O sinuoso caminho que já conhecemos
A proposta barragem de Mphanda Nkuwa, no Rio Zambeze, é talvez o projecto de mega-barragem mais controverso do continente Africano, e certamente aquele que enfrenta resistência local, nacional e internacional há mais tempo. Já são mais de 22 anos em que organizações da sociedade civil, especialistas, cientistas e académicos, têm alertado o governo a respeito dos riscos deste projecto e seus prováveis impactos, e inúmeros estudos denunciam os impactos já provocados antes mesmo da primeira pedra ter sido lançada. Com alguma maquilhagem nos anos recentes, o projecto continua a permanecer em silêncio a respeito de questões fundamentais que já foram colocadas pela Justiça Ambiental e vários outros actores, como por exemplo:
- Por que razão se tem excluído as populações locais do processo de tomada de decisão a respeito deste projecto, e estas só começam a ser visitadas 4 anos depois da criação do GMNK?
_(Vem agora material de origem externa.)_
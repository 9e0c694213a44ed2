use std::borrow::Cow;

use esmpack_common::{DependencyKind, ExportInfo, Module, ModuleIdx, RuntimeSpec};
use esmpack_utils::{
  concat_string,
  ecmascript::{property_access_str, to_identifier, to_module_import_export_name, to_string_literal},
  indexmap::{FxIndexMap, FxIndexSet},
  rstr::Rstr,
};
use itertools::Itertools;
use rustc_hash::FxHashSet;

use crate::Compilation;

/// Name of the runtime binding that holds the exports object of the entry module.
const EXPORTS_BINDING: &str = "exports";

/// The export surface of an entry module.
#[derive(Debug, Default, Clone, PartialEq, Eq)]
pub struct RenderedExports {
  /// Statements that bind the locals the export clause refers to, in emission order.
  pub aliases: Vec<String>,
  /// `(local, exported)` pairs of the export clause, in `orderedExports` order.
  pub specifiers: Vec<(Rstr, Rstr)>,
  /// Requests re-exported wholesale with `export * from`.
  pub star_reexports: Vec<Rstr>,
}

impl RenderedExports {
  pub fn is_empty(&self) -> bool {
    self.specifiers.is_empty() && self.star_reexports.is_empty()
  }

  /// Alias lines, a blank line, then a single export clause followed by the star re-exports.
  /// `None` when there is nothing to export, so not even `export {}` is emitted.
  pub fn to_source(&self) -> Option<String> {
    if self.is_empty() {
      return None;
    }

    let mut s = String::new();
    if !self.specifiers.is_empty() {
      for alias in &self.aliases {
        s.push_str(alias);
        s.push('\n');
      }
      if !self.aliases.is_empty() {
        s.push('\n');
      }
      let rendered_items = self
        .specifiers
        .iter()
        .map(|(local, exported)| {
          if local == exported {
            Cow::Borrowed(local.as_str())
          } else {
            Cow::Owned(concat_string!(local, " as ", to_module_import_export_name(exported)))
          }
        })
        .join(", ");
      s.push_str(&concat_string!("export { ", rendered_items, " };"));
    }

    for request in &self.star_reexports {
      if !s.is_empty() {
        s.push('\n');
      }
      s.push_str(&concat_string!("export * from ", to_string_literal(request), ";"));
    }
    Some(s)
  }
}

/// Computes the export surface of `module` for `runtime`.
///
/// With `final_names`, every emitted export is looked up there by its used name. A missing entry
/// is a broken invariant of the module that produced the map and panics.
pub fn render_exports(
  compilation: &Compilation,
  module: ModuleIdx,
  final_names: Option<&FxIndexMap<Rstr, Rstr>>,
  runtime: &RuntimeSpec,
) -> RenderedExports {
  let mut rendered = RenderedExports::default();
  let module_ref = compilation.module(module);

  match final_names {
    Some(final_names) => {
      let mut aliases = AliasNames::new(final_names.values());
      for export_info in emittable_exports(compilation, module) {
        let name = export_info.name();
        let Some(used_name) = export_info.get_used_name(name, runtime) else {
          continue;
        };
        let final_name = &final_names[&used_name];
        if export_info.is_reexport() {
          let alias = aliases.create(name);
          rendered.aliases.push(concat_string!(
            "var ",
            alias,
            " = ",
            property_access_str(EXPORTS_BINDING, final_name),
            ";"
          ));
          rendered.specifiers.push((alias, name.clone()));
        } else {
          rendered.specifiers.push((final_name.clone(), name.clone()));
        }
      }
    }
    None => {
      let is_async = compilation.module_graph.is_async(module);
      let specifiers = export_specifiers(compilation, module_ref);
      if is_async || specifiers.is_empty() {
        if is_async {
          // The exports object is a promise until the module finished evaluating.
          rendered.aliases.push(concat_string!(EXPORTS_BINDING, " = await ", EXPORTS_BINDING, ";"));
        }
        let mut aliases = AliasNames::new(std::iter::empty());
        for export_info in emittable_exports(compilation, module) {
          let name = export_info.name();
          let Some(used_name) = export_info.get_used_name(name, runtime) else {
            continue;
          };
          let alias = aliases.create(name);
          rendered.aliases.push(concat_string!(
            "var ",
            alias,
            " = ",
            property_access_str(EXPORTS_BINDING, &used_name),
            ";"
          ));
          rendered.specifiers.push((alias, name.clone()));
        }
      } else {
        rendered.specifiers = specifiers;
      }
    }
  }

  let mut seen = FxHashSet::default();
  rendered.star_reexports = module_ref
    .build_info()
    .reexported_externals
    .iter()
    .filter(|reexport| seen.insert(reexport.request.clone()))
    .map(|reexport| reexport.request.clone())
    .collect();

  rendered
}

/// Exports known to be provided, minus re-exports whose chain ends at something that isn't.
fn emittable_exports(compilation: &Compilation, module: ModuleIdx) -> Vec<&ExportInfo> {
  let Some(exports_info) = compilation.module_graph.exports_info(module) else {
    return vec![];
  };
  exports_info
    .ordered_exports()
    .filter(|export_info| export_info.provided.is_provided())
    .filter(|export_info| {
      !export_info.is_reexport()
        || compilation
          .module_graph
          .resolve_reexport(&compilation.module_table, module, export_info.name())
          .is_emittable()
    })
    .collect()
}

/// `(local, exported)` pairs of the module's own `export { local as exported }` statements.
fn export_specifiers(compilation: &Compilation, module: &Module) -> Vec<(Rstr, Rstr)> {
  module
    .dependencies()
    .iter()
    .filter_map(|idx| match &compilation.module_graph.dependency(*idx).kind {
      DependencyKind::ExportSpecifier { local, exported } => Some((local.clone(), exported.clone())),
      _ => None,
    })
    .collect()
}

/// Hands out `exports_<name>` bindings that don't collide with each other or with `taken`.
struct AliasNames {
  used: FxIndexSet<Rstr>,
}

impl AliasNames {
  fn new<'a>(taken: impl Iterator<Item = &'a Rstr>) -> Self {
    Self { used: taken.cloned().collect() }
  }

  fn create(&mut self, export_name: &str) -> Rstr {
    let base = concat_string!(EXPORTS_BINDING, "_", to_identifier(export_name));
    let mut candidate = Rstr::from(base.as_str());
    let mut count = 0u32;
    while self.used.contains(&candidate) {
      count += 1;
      candidate = Rstr::from(concat_string!(base, "_", itoa::Buffer::new().format(count)));
    }
    self.used.insert(candidate.clone());
    candidate
  }
}
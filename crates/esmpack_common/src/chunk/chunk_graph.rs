use esmpack_utils::{indexmap::FxIndexSet, rstr::Rstr};
use oxc_index::IndexVec;
use rustc_hash::FxHashMap;

use crate::{Chunk, ChunkIdx, ModuleIdx, RuntimeSpec};

#[derive(Debug, Default)]
pub struct ChunkGraph {
  pub chunk_table: IndexVec<ChunkIdx, Chunk>,
  module_to_chunks: FxHashMap<ModuleIdx, FxIndexSet<ChunkIdx>>,
}

impl ChunkGraph {
  pub fn add_chunk(&mut self, name: Option<Rstr>, runtime: RuntimeSpec) -> ChunkIdx {
    let idx = self.chunk_table.next_idx();
    self.chunk_table.push(Chunk::new(idx, name, runtime))
  }

  pub fn chunk(&self, idx: ChunkIdx) -> &Chunk {
    &self.chunk_table[idx]
  }

  pub fn connect_chunk_and_module(&mut self, chunk: ChunkIdx, module: ModuleIdx) {
    self.chunk_table[chunk].modules.insert(module);
    self.module_to_chunks.entry(module).or_default().insert(chunk);
  }

  pub fn connect_chunk_and_entry_module(&mut self, chunk: ChunkIdx, module: ModuleIdx) {
    self.connect_chunk_and_module(chunk, module);
    self.chunk_table[chunk].entry_module = Some(module);
  }

  pub fn disconnect_chunk_and_module(&mut self, chunk: ChunkIdx, module: ModuleIdx) {
    self.chunk_table[chunk].modules.shift_remove(&module);
    if let Some(chunks) = self.module_to_chunks.get_mut(&module) {
      chunks.shift_remove(&chunk);
    }
  }

  pub fn chunk_modules(&self, chunk: ChunkIdx) -> impl Iterator<Item = ModuleIdx> + '_ {
    self.chunk_table[chunk].modules.iter().copied()
  }

  pub fn module_chunks(&self, module: ModuleIdx) -> impl Iterator<Item = ChunkIdx> + '_ {
    self.module_to_chunks.get(&module).into_iter().flat_map(|chunks| chunks.iter().copied())
  }

  /// Runtimes of every chunk `module` belongs to, in chunk order.
  pub fn get_module_runtimes(&self, module: ModuleIdx) -> Vec<&RuntimeSpec> {
    self.module_chunks(module).map(|chunk| &self.chunk_table[chunk].runtime).collect()
  }

  /// Puts `new_module` in every chunk that holds `old_module`, at the same position, and makes it
  /// the entry where `old_module` was.
  pub fn replace_module(&mut self, old_module: ModuleIdx, new_module: ModuleIdx) {
    let Some(chunks) = self.module_to_chunks.remove(&old_module) else {
      return;
    };
    for chunk_idx in &chunks {
      let chunk = &mut self.chunk_table[*chunk_idx];
      if let Some(position) = chunk.modules.get_index_of(&old_module) {
        chunk.modules.shift_remove(&old_module);
        let (inserted, _) = chunk.modules.insert_full(new_module);
        chunk.modules.move_index(inserted, position.min(chunk.modules.len() - 1));
      }
      if chunk.entry_module == Some(old_module) {
        chunk.entry_module = Some(new_module);
      }
    }
    self.module_to_chunks.entry(new_module).or_default().extend(chunks);
  }

  /// Drops the chunk membership of `module`.
  pub fn clear_chunk_graph_for_module(&mut self, module: ModuleIdx) {
    let Some(chunks) = self.module_to_chunks.remove(&module) else {
      return;
    };
    for chunk in chunks {
      let chunk = &mut self.chunk_table[chunk];
      chunk.modules.shift_remove(&module);
      if chunk.entry_module == Some(module) {
        chunk.entry_module = None;
      }
    }
  }
}

#[cfg(test)]
mod tests {
  use super::ChunkGraph;
  use crate::{ModuleIdx, RuntimeSpec};

  #[test]
  fn replace_module_keeps_position_and_entry() {
    let mut graph = ChunkGraph::default();
    let chunk = graph.add_chunk(Some("main".into()), RuntimeSpec::single("main"));
    let (a, b, c) = (ModuleIdx::from_usize(0), ModuleIdx::from_usize(1), ModuleIdx::from_usize(2));
    graph.connect_chunk_and_entry_module(chunk, a);
    graph.connect_chunk_and_module(chunk, b);

    graph.replace_module(a, c);
    assert_eq!(graph.chunk_modules(chunk).collect::<Vec<_>>(), [c, b]);
    assert_eq!(graph.chunk(chunk).entry_module, Some(c));
    assert_eq!(graph.module_chunks(a).count(), 0);
    assert_eq!(graph.get_module_runtimes(c), [&RuntimeSpec::single("main")]);
  }

  #[test]
  fn clear_chunk_graph_removes_membership() {
    let mut graph = ChunkGraph::default();
    let chunk = graph.add_chunk(None, RuntimeSpec::default());
    let a = ModuleIdx::from_usize(0);
    graph.connect_chunk_and_entry_module(chunk, a);
    graph.clear_chunk_graph_for_module(a);
    assert_eq!(graph.chunk_modules(chunk).count(), 0);
    assert_eq!(graph.chunk(chunk).entry_module, None);
  }
}
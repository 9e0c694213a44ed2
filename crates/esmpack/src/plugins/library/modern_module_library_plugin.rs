use std::sync::Arc;

use esmpack_common::{LibraryOptions, RuntimeSpec};
use esmpack_error::{BuildResult, ConfigError};
use esmpack_utils::indexmap::FxIndexSet;
use futures::future::BoxFuture;

use super::{parse_library_options, render_library_exports};
use crate::{concatenate, Compilation, CompilerHooks, ConcatConfiguration, Plugin, STAGE_DEFAULT};

/// ES module output that keeps externals as imports. An entry chunk holding a single module gets
/// that module concatenated, so its exports can be emitted under their final names.
#[derive(Debug)]
pub struct ModernModuleLibraryPlugin;

impl ModernModuleLibraryPlugin {
  pub fn new(options: &LibraryOptions) -> Result<Self, ConfigError> {
    parse_library_options(options)?;
    Ok(Self)
  }
}

impl Plugin for ModernModuleLibraryPlugin {
  fn apply(&self, hooks: &mut CompilerHooks) -> BuildResult<()> {
    hooks.compilation.tap(self.name(), Arc::new(compilation));
    Ok(())
  }
}

fn compilation(compilation: &mut Compilation) -> BuildResult<()> {
  let hooks = &mut compilation.hooks;
  hooks.exports_definitions.tap("ModernModuleLibraryPlugin", Arc::new(exports_definitions));
  hooks.optimize_chunk_modules.tap_with_stage(
    "ModuleConcatenationPlugin",
    STAGE_DEFAULT,
    Arc::new(optimize_chunk_modules),
  );
  hooks.render_startup.tap("ModernModuleLibraryPlugin", Arc::new(render_library_exports));
  Ok(())
}

fn exports_definitions(_: &Compilation) -> Option<bool> {
  Some(true)
}

fn optimize_chunk_modules(compilation: &mut Compilation) -> BoxFuture<'_, BuildResult<()>> {
  Box::pin(async move {
    if !compilation.options.concatenate_modules {
      return Ok(());
    }

    let roots = compilation
      .chunk_graph
      .chunk_table
      .iter()
      .filter(|chunk| chunk.modules.len() == 1)
      .filter_map(|chunk| chunk.modules.first().copied())
      .filter(|module| {
        compilation.modules.contains(module) && compilation.module(*module).as_normal().is_some()
      })
      .collect::<FxIndexSet<_>>();

    for root in roots {
      concatenate(compilation, ConcatConfiguration::new(root, RuntimeSpec::default())).await?;
    }
    Ok(())
  })
}
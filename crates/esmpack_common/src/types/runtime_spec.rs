use std::{collections::BTreeSet, fmt::Display};

use esmpack_utils::rstr::Rstr;

/// The set of runtimes a module has to work under at the same time.
///
/// An empty set means the runtime is unspecified, which matches every runtime.
#[derive(Debug, Default, Clone, PartialEq, Eq, Hash)]
pub struct RuntimeSpec {
  runtimes: BTreeSet<Rstr>,
}

impl RuntimeSpec {
  pub fn single(runtime: impl Into<Rstr>) -> Self {
    Self { runtimes: BTreeSet::from([runtime.into()]) }
  }

  pub fn is_unspecified(&self) -> bool {
    self.runtimes.is_empty()
  }

  pub fn len(&self) -> usize {
    self.runtimes.len()
  }

  pub fn is_empty(&self) -> bool {
    self.runtimes.is_empty()
  }

  pub fn contains(&self, runtime: &str) -> bool {
    self.runtimes.contains(runtime)
  }

  pub fn iter(&self) -> impl Iterator<Item = &Rstr> {
    self.runtimes.iter()
  }

  /// Unions `other` into `self`. Order of merging never affects the result.
  pub fn merge_owned(&mut self, other: &Self) {
    self.runtimes.extend(other.runtimes.iter().cloned());
  }

  #[must_use]
  pub fn merge(mut self, other: &Self) -> Self {
    self.merge_owned(other);
    self
  }

  /// Whether the two specs share a runtime. An unspecified spec intersects everything.
  pub fn intersects(&self, other: &Self) -> bool {
    if self.is_unspecified() || other.is_unspecified() {
      return true;
    }
    self.runtimes.iter().any(|runtime| other.runtimes.contains(runtime))
  }
}

impl<T: Into<Rstr>> FromIterator<T> for RuntimeSpec {
  fn from_iter<I: IntoIterator<Item = T>>(iter: I) -> Self {
    Self { runtimes: iter.into_iter().map(Into::into).collect() }
  }
}

impl Display for RuntimeSpec {
  fn fmt(&self, f: &mut std::fmt::Formatter<'_>) -> std::fmt::Result {
    match self.runtimes.len() {
      0 => write!(f, "*"),
      1 => write!(f, "{}", self.runtimes.iter().next().map_or("", Rstr::as_str)),
      _ => {
        write!(f, "{{")?;
        for (idx, runtime) in self.runtimes.iter().enumerate() {
          if idx > 0 {
            write!(f, ",")?;
          }
          write!(f, "{runtime}")?;
        }
        write!(f, "}}")
      }
    }
  }
}

#[cfg(test)]
mod tests {
  use super::RuntimeSpec;

  #[test]
  fn merge_is_order_independent_and_idempotent() {
    let a = RuntimeSpec::single("main");
    let b = RuntimeSpec::from_iter(["worker", "main"]);

    let ab = RuntimeSpec::default().merge(&a).merge(&b);
    let ba = RuntimeSpec::default().merge(&b).merge(&a);
    assert_eq!(ab, ba);
    assert_eq!(ab.clone().merge(&ab), ab);
    assert_eq!(ab.to_string(), "{main,worker}");
  }

  #[test]
  fn unspecified_runtime() {
    let unspecified = RuntimeSpec::default();
    assert!(unspecified.is_unspecified());
    assert_eq!(unspecified.to_string(), "*");
    assert!(unspecified.intersects(&RuntimeSpec::single("main")));
    assert!(!RuntimeSpec::single("a").intersects(&RuntimeSpec::single("b")));
  }
}
use crate::{DependencyIdx, ModuleIdx};

/// A resolved dependency: `origin_module` reaches `module` through `dependency`.
#[derive(Debug, Clone, Copy, PartialEq, Eq)]
pub struct ModuleGraphConnection {
  pub dependency: DependencyIdx,
  pub origin_module: ModuleIdx,
  pub module: ModuleIdx,
}

impl ModuleGraphConnection {
  pub fn new(dependency: DependencyIdx, origin_module: ModuleIdx, module: ModuleIdx) -> Self {
    Self { dependency, origin_module, module }
  }

  /// The endpoint that isn't `module`.
  pub fn other_end(&self, module: ModuleIdx) -> ModuleIdx {
    if self.module == module { self.origin_module } else { self.module }
  }
}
- Onde e em que condições se pretende reassentar as populações locais, tendo em conta os graves níveis de conflito de terra já existentes no Distrito de Marara?
- Por que razão não são partilhados os Termos de Referência dos estudos que estão a ser desenvolvidos, e por que razão o GMNK evade-se do devido escrutínio público, ao mesmo tempo em que afirma seguir as melhores práticas e procedimentos internacionais?
- Que outras alternativas energéticas de menor impacto foram equacionadas, e por que razão não é feito um debate público a este respeito?
- Por que razão os membros das comunidades locais, líderes tradicionais, e organizações da sociedade civil que levantam questões a respeito deste projecto têm sido intimidados, reprimidos e até chamados de terroristas?
O que esperamos então de um projecto já com claras indicações de ser ambientalmente destrutivo, socialmente injusto e exacerbador de tensões sociais, quando este é posto nas mãos de empresas transnacionais de poder económico superior ao do nosso Estado, e que insistentemente fogem da responsabilidade sempre que as suas actividades contribuem para a violação de Direitos Humanos e a destruição do meio ambiente?
E porque não nos podemos dar ao luxo de mais megaprojectos falhados no nosso país, a Justiça Ambiental permanece comprometida em travar este projecto até que estas e outras questões sejam devidamente respondidas, em contribuir para a elaboração de estudos e análises que iluminem o lado obscuro deste projecto, e em trabalhar com comunidades locais e parceiros nacionais e internacionais para que seja salvaguardado o direito dos povos à auto-determinação e ao desenvolvimento sustentável e inclusivo. Até que estejam devida e adequadamente comprovados os benefícios deste megaprojecto para o povo e para Moçambique, reiteramos: Mphanda Nkuwa NÃO.